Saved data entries
*** Block opens ***

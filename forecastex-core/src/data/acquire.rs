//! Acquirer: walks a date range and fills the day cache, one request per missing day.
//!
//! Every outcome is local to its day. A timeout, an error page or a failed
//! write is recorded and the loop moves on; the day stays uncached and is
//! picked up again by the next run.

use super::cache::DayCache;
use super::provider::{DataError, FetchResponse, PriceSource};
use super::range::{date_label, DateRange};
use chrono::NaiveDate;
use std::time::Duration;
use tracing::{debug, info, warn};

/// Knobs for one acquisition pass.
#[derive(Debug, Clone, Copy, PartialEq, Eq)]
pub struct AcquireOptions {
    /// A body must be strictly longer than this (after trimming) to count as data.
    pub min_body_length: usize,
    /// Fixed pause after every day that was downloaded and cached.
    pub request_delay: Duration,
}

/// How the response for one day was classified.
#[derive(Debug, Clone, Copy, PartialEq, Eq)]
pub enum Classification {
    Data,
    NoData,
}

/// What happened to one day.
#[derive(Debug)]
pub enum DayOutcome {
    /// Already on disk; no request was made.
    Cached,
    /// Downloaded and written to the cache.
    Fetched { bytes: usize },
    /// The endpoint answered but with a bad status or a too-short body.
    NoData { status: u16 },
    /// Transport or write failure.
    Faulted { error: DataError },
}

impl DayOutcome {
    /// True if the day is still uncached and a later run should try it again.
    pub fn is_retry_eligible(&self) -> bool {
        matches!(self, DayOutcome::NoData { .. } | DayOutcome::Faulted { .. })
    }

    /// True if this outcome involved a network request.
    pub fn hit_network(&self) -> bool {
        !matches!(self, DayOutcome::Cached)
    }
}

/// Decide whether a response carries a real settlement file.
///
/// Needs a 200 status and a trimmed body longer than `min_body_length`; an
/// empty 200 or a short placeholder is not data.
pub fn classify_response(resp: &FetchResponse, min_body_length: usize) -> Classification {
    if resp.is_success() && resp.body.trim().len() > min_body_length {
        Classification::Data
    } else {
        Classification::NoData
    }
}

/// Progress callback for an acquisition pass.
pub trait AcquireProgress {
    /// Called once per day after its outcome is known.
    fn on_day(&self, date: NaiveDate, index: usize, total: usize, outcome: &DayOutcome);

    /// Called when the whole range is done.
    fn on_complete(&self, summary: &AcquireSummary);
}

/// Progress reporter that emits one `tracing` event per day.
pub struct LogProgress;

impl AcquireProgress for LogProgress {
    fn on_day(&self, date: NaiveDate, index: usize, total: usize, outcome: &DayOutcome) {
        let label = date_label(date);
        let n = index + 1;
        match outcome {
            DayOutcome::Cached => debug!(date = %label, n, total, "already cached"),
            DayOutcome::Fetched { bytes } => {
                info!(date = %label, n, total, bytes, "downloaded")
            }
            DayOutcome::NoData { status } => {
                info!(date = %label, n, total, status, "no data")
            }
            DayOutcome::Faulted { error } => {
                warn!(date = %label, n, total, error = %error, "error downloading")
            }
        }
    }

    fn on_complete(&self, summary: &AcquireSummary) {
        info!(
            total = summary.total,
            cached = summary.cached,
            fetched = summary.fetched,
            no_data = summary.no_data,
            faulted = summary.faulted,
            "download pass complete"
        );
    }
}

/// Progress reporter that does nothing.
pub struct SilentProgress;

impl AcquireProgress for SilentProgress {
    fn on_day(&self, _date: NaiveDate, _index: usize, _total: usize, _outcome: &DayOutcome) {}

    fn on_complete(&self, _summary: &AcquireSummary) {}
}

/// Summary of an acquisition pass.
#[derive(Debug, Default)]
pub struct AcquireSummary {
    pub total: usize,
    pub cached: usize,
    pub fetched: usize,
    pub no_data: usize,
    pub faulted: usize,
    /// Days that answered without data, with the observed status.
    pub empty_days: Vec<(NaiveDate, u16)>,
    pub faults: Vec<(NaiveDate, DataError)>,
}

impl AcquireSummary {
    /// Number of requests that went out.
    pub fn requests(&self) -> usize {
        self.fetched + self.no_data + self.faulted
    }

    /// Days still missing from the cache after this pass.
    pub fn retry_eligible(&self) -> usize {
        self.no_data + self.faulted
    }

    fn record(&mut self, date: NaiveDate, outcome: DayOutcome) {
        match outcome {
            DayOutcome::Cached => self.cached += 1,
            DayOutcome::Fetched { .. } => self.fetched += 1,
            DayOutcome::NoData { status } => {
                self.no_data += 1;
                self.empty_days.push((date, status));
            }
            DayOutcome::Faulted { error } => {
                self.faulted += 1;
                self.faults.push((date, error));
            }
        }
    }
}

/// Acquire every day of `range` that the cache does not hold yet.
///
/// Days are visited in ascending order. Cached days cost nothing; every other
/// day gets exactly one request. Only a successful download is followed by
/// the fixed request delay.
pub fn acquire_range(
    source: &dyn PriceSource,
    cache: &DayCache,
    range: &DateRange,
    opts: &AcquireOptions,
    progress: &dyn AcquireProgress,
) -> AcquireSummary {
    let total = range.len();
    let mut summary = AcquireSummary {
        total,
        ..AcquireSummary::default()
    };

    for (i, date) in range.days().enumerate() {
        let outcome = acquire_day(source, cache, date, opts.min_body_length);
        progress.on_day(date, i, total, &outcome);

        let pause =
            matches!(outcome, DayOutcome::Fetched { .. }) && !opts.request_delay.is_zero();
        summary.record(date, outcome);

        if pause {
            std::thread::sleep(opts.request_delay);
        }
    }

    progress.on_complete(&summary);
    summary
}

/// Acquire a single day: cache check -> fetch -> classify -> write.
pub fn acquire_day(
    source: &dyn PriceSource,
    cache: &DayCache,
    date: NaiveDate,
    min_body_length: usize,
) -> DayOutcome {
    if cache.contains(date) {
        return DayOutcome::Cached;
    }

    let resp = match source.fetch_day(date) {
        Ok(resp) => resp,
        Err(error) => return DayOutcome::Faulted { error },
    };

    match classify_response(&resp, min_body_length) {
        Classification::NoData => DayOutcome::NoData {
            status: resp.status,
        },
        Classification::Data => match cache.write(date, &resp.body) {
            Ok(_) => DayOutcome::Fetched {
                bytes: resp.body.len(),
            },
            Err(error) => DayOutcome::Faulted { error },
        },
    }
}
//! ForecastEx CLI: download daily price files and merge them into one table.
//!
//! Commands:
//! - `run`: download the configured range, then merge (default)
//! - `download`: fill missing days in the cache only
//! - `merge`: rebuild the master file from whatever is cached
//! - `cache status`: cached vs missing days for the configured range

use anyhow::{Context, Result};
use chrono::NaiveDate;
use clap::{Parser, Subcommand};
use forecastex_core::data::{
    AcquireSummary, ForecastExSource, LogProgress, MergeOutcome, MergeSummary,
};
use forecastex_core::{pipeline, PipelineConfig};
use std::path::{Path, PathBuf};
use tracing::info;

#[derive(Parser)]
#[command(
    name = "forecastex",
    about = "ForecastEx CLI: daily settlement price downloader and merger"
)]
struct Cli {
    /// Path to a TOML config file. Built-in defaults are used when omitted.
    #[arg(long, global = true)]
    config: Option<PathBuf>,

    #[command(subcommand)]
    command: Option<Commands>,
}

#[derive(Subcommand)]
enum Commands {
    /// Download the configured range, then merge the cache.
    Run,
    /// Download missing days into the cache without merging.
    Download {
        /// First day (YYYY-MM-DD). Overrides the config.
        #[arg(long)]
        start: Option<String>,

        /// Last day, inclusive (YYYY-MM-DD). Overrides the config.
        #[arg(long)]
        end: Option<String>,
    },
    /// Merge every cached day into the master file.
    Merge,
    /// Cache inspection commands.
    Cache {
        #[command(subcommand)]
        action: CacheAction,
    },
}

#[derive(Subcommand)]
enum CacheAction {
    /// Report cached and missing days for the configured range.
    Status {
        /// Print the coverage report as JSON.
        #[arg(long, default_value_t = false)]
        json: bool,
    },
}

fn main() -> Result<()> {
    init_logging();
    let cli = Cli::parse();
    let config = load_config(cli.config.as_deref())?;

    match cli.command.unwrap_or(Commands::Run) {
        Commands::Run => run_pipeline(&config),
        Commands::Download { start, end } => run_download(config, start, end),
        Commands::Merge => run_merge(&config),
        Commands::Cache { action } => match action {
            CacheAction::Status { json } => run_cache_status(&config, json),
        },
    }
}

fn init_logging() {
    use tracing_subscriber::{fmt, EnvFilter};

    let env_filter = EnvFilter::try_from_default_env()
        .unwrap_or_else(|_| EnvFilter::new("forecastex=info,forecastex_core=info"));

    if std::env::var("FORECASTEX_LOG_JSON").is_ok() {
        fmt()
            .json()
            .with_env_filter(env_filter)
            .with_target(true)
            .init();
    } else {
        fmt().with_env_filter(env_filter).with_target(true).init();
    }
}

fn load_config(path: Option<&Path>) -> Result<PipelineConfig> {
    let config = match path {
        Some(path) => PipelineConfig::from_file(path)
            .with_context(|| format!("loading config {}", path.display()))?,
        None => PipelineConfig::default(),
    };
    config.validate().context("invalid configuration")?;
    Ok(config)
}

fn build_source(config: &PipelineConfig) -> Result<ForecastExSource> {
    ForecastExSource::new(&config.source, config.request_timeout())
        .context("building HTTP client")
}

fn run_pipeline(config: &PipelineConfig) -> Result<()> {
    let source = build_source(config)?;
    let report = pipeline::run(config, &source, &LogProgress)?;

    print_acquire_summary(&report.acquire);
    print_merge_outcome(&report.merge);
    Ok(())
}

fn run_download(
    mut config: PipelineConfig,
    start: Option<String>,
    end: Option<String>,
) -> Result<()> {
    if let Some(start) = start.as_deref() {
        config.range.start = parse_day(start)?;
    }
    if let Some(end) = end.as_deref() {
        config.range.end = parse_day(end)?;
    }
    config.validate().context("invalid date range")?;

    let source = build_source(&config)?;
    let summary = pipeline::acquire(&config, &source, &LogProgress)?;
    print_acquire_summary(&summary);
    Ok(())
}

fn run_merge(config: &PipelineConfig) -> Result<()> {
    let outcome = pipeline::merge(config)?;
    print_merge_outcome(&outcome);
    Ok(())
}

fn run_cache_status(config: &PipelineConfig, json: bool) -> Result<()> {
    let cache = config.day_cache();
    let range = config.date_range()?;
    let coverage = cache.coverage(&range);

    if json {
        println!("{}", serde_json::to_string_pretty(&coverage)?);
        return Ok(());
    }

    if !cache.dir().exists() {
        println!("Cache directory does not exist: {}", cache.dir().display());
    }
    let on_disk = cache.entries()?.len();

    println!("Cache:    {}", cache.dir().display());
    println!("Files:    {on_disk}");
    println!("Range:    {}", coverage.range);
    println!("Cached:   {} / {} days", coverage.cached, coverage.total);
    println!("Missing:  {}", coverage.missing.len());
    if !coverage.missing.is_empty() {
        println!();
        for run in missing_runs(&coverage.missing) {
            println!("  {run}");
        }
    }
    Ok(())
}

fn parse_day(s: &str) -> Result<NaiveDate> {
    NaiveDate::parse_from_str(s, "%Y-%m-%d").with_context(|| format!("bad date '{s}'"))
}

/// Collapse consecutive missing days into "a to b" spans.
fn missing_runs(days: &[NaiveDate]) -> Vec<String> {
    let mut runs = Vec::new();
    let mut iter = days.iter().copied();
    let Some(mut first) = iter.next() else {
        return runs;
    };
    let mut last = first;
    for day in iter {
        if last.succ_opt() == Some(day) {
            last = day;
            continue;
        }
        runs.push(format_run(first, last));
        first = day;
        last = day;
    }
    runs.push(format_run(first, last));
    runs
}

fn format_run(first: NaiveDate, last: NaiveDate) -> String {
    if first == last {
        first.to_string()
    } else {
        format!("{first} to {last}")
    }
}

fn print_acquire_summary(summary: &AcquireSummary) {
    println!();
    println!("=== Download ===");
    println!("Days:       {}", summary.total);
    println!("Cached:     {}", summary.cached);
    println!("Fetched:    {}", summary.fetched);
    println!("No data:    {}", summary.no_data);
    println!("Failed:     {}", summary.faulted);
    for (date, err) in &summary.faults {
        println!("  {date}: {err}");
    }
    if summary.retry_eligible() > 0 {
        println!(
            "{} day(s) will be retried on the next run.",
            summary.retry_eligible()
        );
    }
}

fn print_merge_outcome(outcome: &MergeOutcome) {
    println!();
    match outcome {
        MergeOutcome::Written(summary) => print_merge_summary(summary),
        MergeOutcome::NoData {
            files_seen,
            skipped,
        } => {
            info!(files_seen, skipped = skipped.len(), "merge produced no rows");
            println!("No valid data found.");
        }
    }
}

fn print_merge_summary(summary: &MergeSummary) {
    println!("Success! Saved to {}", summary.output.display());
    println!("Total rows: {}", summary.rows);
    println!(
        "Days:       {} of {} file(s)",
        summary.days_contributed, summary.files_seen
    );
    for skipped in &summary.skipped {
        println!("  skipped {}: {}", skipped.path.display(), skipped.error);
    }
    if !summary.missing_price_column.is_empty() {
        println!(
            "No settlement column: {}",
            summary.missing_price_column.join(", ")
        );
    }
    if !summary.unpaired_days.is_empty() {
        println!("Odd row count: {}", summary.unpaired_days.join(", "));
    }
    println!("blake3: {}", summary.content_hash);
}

*** Block closes ***
*** Block opens ***

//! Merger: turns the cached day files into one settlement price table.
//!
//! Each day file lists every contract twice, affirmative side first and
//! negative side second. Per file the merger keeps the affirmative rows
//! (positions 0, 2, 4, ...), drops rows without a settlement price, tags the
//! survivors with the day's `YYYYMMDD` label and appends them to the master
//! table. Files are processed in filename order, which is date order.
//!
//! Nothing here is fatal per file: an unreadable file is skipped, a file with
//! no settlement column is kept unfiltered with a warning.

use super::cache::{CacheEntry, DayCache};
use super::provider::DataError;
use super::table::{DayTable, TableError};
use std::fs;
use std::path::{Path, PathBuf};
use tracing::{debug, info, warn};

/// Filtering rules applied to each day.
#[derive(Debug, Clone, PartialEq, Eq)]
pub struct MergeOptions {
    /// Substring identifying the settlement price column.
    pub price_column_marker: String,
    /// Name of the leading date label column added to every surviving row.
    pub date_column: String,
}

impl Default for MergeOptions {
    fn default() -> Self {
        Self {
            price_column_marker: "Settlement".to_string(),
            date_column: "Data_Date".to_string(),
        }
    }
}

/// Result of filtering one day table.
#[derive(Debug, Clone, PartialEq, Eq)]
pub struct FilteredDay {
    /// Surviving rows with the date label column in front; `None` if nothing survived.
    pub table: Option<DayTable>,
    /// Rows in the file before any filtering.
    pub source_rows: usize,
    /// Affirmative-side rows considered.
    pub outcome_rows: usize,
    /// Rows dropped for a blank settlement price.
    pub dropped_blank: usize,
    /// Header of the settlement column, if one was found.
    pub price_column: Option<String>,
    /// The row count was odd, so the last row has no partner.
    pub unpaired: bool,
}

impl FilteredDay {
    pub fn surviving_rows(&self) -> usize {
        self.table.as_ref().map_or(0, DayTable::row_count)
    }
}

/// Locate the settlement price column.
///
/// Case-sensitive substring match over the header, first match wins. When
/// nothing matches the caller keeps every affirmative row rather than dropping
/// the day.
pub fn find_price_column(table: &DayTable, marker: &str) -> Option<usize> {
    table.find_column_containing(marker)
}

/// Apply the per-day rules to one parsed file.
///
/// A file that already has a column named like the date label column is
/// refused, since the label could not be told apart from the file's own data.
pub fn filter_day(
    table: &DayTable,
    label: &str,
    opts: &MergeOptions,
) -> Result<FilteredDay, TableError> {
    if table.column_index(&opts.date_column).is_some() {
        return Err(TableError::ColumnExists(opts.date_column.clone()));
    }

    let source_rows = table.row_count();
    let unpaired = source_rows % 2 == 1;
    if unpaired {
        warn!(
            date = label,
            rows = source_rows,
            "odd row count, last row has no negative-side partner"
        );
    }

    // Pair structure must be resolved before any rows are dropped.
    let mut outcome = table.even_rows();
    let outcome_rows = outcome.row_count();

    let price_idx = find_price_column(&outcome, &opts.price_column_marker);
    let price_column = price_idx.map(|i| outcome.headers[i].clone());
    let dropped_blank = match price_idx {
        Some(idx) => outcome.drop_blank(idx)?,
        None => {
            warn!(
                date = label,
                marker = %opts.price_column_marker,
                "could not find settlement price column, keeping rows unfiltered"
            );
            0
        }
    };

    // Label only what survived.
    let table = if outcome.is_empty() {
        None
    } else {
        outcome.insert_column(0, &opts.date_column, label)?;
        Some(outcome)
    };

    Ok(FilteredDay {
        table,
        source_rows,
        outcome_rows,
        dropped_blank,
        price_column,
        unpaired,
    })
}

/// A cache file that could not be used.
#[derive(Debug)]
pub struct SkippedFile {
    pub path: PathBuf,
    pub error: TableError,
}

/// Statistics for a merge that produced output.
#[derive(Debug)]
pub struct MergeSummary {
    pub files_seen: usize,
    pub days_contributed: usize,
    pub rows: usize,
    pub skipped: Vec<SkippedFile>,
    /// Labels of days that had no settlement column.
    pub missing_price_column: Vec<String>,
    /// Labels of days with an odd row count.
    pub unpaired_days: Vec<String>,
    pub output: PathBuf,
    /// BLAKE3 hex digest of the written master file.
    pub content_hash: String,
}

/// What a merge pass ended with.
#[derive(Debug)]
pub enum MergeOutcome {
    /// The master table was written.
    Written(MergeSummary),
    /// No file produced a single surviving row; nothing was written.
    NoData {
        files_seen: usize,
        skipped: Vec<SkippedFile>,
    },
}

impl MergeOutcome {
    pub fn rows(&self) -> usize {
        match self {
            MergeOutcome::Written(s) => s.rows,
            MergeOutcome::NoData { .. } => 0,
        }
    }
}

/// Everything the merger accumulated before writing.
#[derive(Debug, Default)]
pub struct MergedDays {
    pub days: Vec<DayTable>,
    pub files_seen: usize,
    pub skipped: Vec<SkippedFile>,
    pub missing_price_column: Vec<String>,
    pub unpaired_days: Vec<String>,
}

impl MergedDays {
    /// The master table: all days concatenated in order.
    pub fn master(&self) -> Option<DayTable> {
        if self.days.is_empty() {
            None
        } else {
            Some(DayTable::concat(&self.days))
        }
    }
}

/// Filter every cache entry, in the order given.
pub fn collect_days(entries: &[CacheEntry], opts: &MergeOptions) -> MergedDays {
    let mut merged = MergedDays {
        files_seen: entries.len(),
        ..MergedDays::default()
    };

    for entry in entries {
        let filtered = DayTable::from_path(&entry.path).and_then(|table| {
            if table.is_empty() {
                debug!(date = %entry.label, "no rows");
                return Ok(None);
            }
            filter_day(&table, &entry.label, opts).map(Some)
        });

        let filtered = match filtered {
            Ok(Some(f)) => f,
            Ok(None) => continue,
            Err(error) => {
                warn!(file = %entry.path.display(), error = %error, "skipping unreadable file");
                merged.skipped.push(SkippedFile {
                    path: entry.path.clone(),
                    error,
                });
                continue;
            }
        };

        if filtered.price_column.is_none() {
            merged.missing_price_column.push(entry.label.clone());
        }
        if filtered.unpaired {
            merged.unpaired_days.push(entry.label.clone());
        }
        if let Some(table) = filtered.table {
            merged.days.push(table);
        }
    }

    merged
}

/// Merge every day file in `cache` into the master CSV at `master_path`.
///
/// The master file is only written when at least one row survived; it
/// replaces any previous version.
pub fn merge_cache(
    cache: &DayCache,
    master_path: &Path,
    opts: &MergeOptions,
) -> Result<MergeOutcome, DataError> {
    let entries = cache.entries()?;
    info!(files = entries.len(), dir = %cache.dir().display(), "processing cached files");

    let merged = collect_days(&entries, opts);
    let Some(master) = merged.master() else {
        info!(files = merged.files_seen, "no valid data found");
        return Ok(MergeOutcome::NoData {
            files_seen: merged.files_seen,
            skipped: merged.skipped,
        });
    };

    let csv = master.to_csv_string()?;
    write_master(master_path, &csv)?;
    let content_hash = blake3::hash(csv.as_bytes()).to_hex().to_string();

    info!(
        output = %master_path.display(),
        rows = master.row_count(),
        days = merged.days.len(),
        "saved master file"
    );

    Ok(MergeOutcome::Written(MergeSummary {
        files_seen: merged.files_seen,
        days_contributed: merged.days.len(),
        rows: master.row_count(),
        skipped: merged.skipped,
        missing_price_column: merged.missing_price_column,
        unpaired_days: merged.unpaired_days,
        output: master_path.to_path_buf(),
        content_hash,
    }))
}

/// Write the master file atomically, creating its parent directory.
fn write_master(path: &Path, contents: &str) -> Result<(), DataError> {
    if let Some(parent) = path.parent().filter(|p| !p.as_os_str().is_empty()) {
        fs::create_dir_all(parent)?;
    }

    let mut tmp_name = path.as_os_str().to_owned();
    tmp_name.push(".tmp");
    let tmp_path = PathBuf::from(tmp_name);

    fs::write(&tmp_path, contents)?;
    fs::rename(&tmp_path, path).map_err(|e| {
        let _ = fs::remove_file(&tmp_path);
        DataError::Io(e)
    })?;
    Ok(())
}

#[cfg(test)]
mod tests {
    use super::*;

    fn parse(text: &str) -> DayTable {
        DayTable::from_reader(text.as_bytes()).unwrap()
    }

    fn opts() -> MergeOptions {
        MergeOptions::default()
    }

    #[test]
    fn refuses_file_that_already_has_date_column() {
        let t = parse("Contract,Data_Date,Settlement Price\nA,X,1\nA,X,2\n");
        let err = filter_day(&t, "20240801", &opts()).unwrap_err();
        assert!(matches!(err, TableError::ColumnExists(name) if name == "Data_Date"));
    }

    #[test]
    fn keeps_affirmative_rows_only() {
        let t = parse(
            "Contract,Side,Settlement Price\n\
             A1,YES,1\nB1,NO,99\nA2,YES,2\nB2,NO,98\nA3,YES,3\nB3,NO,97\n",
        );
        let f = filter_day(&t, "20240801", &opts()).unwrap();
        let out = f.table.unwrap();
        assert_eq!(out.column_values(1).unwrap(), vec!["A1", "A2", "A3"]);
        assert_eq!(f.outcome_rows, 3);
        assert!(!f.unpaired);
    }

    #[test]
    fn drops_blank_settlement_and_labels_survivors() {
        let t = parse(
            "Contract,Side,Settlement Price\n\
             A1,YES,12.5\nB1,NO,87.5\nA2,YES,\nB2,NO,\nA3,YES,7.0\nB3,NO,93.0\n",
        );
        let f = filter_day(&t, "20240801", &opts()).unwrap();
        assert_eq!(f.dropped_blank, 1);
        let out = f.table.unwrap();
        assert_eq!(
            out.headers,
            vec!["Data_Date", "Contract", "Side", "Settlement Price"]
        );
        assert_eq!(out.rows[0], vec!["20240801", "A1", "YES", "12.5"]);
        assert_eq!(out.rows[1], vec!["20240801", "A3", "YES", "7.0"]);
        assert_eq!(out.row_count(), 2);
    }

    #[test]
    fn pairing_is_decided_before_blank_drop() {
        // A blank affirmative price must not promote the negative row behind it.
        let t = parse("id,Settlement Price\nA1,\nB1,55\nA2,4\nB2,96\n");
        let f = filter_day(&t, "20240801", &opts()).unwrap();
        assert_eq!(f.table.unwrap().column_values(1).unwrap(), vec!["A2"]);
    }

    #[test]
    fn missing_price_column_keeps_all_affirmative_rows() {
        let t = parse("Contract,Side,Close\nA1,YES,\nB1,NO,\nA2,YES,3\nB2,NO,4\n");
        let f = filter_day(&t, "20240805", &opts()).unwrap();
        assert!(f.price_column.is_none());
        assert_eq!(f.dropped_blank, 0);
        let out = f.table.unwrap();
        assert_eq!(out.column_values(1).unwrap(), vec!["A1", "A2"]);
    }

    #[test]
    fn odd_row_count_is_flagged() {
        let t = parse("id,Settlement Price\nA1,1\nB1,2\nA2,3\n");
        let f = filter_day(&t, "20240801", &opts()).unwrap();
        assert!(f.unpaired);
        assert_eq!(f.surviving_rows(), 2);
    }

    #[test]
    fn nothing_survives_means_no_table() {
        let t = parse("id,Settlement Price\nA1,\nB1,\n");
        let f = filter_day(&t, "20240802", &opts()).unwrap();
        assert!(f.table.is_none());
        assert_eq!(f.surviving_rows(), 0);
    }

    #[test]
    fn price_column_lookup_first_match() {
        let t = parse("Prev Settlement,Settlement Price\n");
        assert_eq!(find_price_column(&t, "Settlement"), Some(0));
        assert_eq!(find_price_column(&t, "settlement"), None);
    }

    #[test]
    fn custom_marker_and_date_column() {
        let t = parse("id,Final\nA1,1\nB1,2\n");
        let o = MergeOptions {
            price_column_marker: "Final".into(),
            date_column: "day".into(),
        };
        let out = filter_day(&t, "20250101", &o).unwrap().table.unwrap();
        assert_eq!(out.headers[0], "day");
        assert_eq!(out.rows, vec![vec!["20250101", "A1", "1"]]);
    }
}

*** Block closes ***

## Try it
Identify every line above that includes the word "partner", and show those lines.

## Solution to the problem
    /// The row count was odd, so the last row has no partner.
            "odd row count, last row has no negative-side partner"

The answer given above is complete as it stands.